As a musician, Goldstein played the bass balalaika in the Los Angeles Balalaika Orchestra under the direction of soloist Irina Orlova. He led the Latin American Chamber Music and Tango project at UCLA.(2008–2012), resulting in the creation of Los Angeles del Tango, a music group that, to this day, showcasing these musical genres in concerts, performances and as accompanying music for dancers. Goldstein was also the musical director of the Jewish Theatre of Hollywood, teacher and guest performer at the Rondalla de Capistrano, Orange County, and served as kapellmeister in several synagogues in Southern California.

In 2011, Pablo Goldstein, alongside poet Karina Galvez and painter Luis Burgos Flor, was one of the only three non-Mexican artists to be invited to commemorate the 125th anniversary of the opening of the Mexican Consulate General in Los Angeles, where he performed Franz Schubert's Ave Maria (Schubert) and several tango pieces for bandoneón adapted to be played with an accordion. He took part in recording sessions with Craig Taubman, Theodor Bikel, Michael Stein, Hugo Waizinger, María Escudero, Dino Saluzzi, Víctor Heredia, Cristina Plate and Miguel Abuelo, among others.

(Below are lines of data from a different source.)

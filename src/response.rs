//! Response shaping for CRUD results.

use crate::model::Entity;
use axum::{
    http::StatusCode,
    response::{IntoResponse, Response},
    Json,
};
use serde_json::Value;

/// 204 when nothing was found, otherwise `status` with the entity.
pub fn maybe_entity(entity: Option<Entity>, status: StatusCode) -> Response {
    match entity {
        None => StatusCode::NO_CONTENT.into_response(),
        Some(entity) => (status, Json(entity.to_json())).into_response(),
    }
}

/// 204 for an empty set, otherwise `status` with the array.
pub fn maybe_empty_set(entities: Vec<Entity>, status: StatusCode) -> Response {
    if entities.is_empty() {
        return StatusCode::NO_CONTENT.into_response();
    }
    let body: Vec<Value> = entities.iter().map(Entity::to_json).collect();
    (status, Json(body)).into_response()
}

pub fn no_content() -> Response {
    StatusCode::NO_CONTENT.into_response()
}
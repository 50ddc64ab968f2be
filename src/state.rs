//! Router state: the resolved API, plus one handle per generated route.

use crate::config::{ExposedModel, ResolvedApi};
use crate::request::Plurality;
use std::sync::Arc;

/// State of the base-path routes.
#[derive(Clone)]
pub struct ApiState {
    pub api: Arc<ResolvedApi>,
}

/// State of one model route: which model, and whether it is the singular or plural route.
#[derive(Clone)]
pub struct RouteState {
    pub exposed: Arc<ExposedModel>,
    pub plurality: Plurality,
}
//! Query-string translation into filter and options.

use crate::error::{ApiError, ErrorCause};
use crate::model::{Filter, QueryOptions};
use serde_json::{Map, Value};

/// Option fields lifted out of the query string.
pub const QUERY_OPTIONS: [&str; 4] = ["skip", "limit", "sort", "page"];

/// Parameters carrying a JSON-encoded sub-document.
pub const JSON_PARAMS: [&str; 3] = ["query", "options", "where"];

#[derive(Clone, Debug, Default, PartialEq)]
pub struct ParsedQuery {
    /// Every parameter, with the JSON ones decoded.
    pub raw: Map<String, Value>,
    pub filter: Filter,
    pub options: QueryOptions,
}

fn syntax_error(message: String) -> ApiError {
    ApiError::malformed_query(Some(ErrorCause::Syntax(message)))
}

/// Parse raw query pairs. Repeated keys keep the last value.
pub fn parse_query(params: &[(String, String)]) -> Result<ParsedQuery, ApiError> {
    let mut raw = Map::new();
    for (key, value) in params {
        let decoded = if JSON_PARAMS.contains(&key.as_str()) {
            serde_json::from_str(value)
                .map_err(|e| syntax_error(format!("parameter '{}' is not valid JSON: {}", key, e)))?
        } else {
            Value::String(value.clone())
        };
        raw.insert(key.clone(), decoded);
    }

    let options = parse_options(&raw)?;
    let filter = match raw.get("where").or_else(|| raw.get("query")) {
        Some(Value::Object(map)) => map.clone(),
        Some(Value::Null) => Filter::new(),
        Some(other) => {
            return Err(ApiError::malformed_query(Some(ErrorCause::Request(format!(
                "expected the where clause to be an object, got {}",
                other
            )))))
        }
        None => raw
            .iter()
            .filter(|(k, _)| !QUERY_OPTIONS.contains(&k.as_str()) && !JSON_PARAMS.contains(&k.as_str()))
            .map(|(k, v)| (k.clone(), v.clone()))
            .collect(),
    };

    Ok(ParsedQuery { raw, filter, options })
}

/// Decoded `options` document first, then top-level option fields over it.
fn parse_options(raw: &Map<String, Value>) -> Result<QueryOptions, ApiError> {
    let mut fields = match raw.get("options") {
        None | Some(Value::Null) => Map::new(),
        Some(Value::Object(map)) => map.clone(),
        Some(other) => return Err(syntax_error(format!("options must be an object, got {}", other))),
    };
    for key in QUERY_OPTIONS {
        if let Some(value) = raw.get(key) {
            fields.insert(key.to_string(), value.clone());
        }
    }

    Ok(QueryOptions {
        skip: count_option(&fields, "skip")?,
        limit: count_option(&fields, "limit")?,
        page: count_option(&fields, "page")?,
        sort: fields.get("sort").filter(|v| !v.is_null()).cloned(),
    })
}

fn count_option(fields: &Map<String, Value>, key: &str) -> Result<Option<u64>, ApiError> {
    let parsed = match fields.get(key) {
        None | Some(Value::Null) => return Ok(None),
        Some(Value::Number(n)) => n.as_u64(),
        Some(Value::String(s)) => s.trim().parse::<u64>().ok(),
        Some(_) => None,
    };
    parsed
        .map(Some)
        .ok_or_else(|| syntax_error(format!("option '{}' must be a non-negative integer", key)))
}
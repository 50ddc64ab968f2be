//! Request descriptor: everything the guard chain and the terminal handler need
//! to know about one inbound request.

use crate::error::{ApiError, ErrorCause};
use crate::model::{Entity, Filter, Model, QueryOptions};
use crate::request::{parse_query, Action, HttpVerb, Plurality};
use serde_json::{json, Map, Value};

/// Raw material collected by the route before descriptor building.
#[derive(Clone, Debug)]
pub struct RequestContext {
    /// Correlation token, echoed in logs and error messages.
    pub id: String,
    pub verb: HttpVerb,
    pub plurality: Plurality,
    /// Id segment of a singular route, if any.
    pub url_id: Option<String>,
    pub query: Vec<(String, String)>,
    /// Parsed JSON body, `Value::Null` when the request has none.
    pub body: Value,
}

#[derive(Clone, Debug)]
pub struct RequestDescriptor {
    pub id: String,
    pub model: String,
    pub plurality: Plurality,
    pub action: Action,
    pub verb: HttpVerb,
    pub filter: Filter,
    pub options: QueryOptions,
    pub raw: Map<String, Value>,
    pub body: Value,
    pub url_id: Option<String>,
    /// Entity designated by `url_id`, fetched before any guard runs.
    pub target: Option<Entity>,
}

impl RequestDescriptor {
    /// Resolve the request against `model`.
    ///
    /// An explicit id in the URL overrides any query filter and must name an
    /// existing entity; inserting at an explicit id is refused.
    pub async fn build(ctx: RequestContext, model: &dyn Model) -> Result<Self, ApiError> {
        let parsed = parse_query(&ctx.query)?;
        let mut descriptor = Self {
            id: ctx.id,
            model: model.name().to_string(),
            plurality: ctx.plurality,
            action: ctx.verb.action(),
            verb: ctx.verb,
            filter: parsed.filter,
            options: parsed.options,
            raw: parsed.raw,
            body: ctx.body,
            url_id: None,
            target: None,
        };

        let url_id = match (descriptor.plurality, ctx.url_id) {
            (Plurality::Singular, Some(id)) if !id.is_empty() => id,
            _ => return Ok(descriptor),
        };
        if descriptor.action == Action::Insert {
            return Err(ApiError::method_not_allowed(Some(ErrorCause::Request(
                "POST (insert) to explicit ID is forbidden".into(),
            ))));
        }

        let mut by_id = Filter::new();
        by_id.insert("id".into(), Value::String(url_id.clone()));
        let target = model
            .find(&by_id, &QueryOptions::default())
            .await?
            .ok_or_else(|| ApiError::not_found(None))?;

        descriptor.filter = by_id;
        descriptor.url_id = Some(url_id);
        descriptor.target = Some(target);
        Ok(descriptor)
    }

    /// Log-friendly view: drops the target entity, reports whether it was found.
    pub fn loggable(&self) -> Value {
        json!({
            "model": self.model,
            "action": self.action,
            "plurality": self.plurality,
            "filter": self.filter,
            "options": self.options,
            "body": self.body,
            "urlId": self.url_id,
            "targetFound": self.url_id.as_ref().map(|_| self.target.is_some()),
        })
    }

    /// Body as a single JSON object.
    pub fn body_object(&self) -> Option<&Map<String, Value>> {
        self.body.as_object()
    }
}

==Return to Buenos Aires==

Back in Buenos Aires, he worked as a music therapist for psychotic patients at the Instituto de Psicoterapia run by Dr. Curi in Vicente Lopez; he fulfilled the same role at the Instituto Red de Vida in Palermo, where he worked with young patients with different types of addictions. He opened his private working space in 2014. That same year, he was hired by Universidad Maimónides to teach Rhythm at the Phys. Ed. department and by USAL to teach as part of the Music Therapy curriculum.

In 2015, he presented a project aimed at Prevention in Music Therapy called Música en Modo Mayor para la Tercera Edad, which was approved and took place in the Casa Rodolfo Walsh arts centre. It was sponsored by the government of the City of Buenos Aires through its patronage program. Goldstein's project, which was realized in the lapse of a year and a half, consisted of weekly sessions and monthly open shows, each of which had over 150 people in attendance.

As an accordion and flute player, he was part of the Regional Slavic Music Orchestra of the Bieinsky under the direction of Sasha Dunaev. Along some members of this group and over the following years, he played as accompaniment for tenor Victor Betinotti and soprano Liliana Vigo Lima. Nowadays, he is part of the Viejos Amigos quintet, which he founded; he is joined by vocal soloist Mónica Korngold and Kike Guerra (bass), Ricardo Sagastizábal (guitar and Latin American string instruments) and Carlos Fradkin (percussion); Goldstein plays the transverse flute, the Indian flute and the accordion.

His current solo project is Musicoterapia Plus, a Music Therapy and supervision institute, where he sees both private patients and referrals from private and public healthcare providers.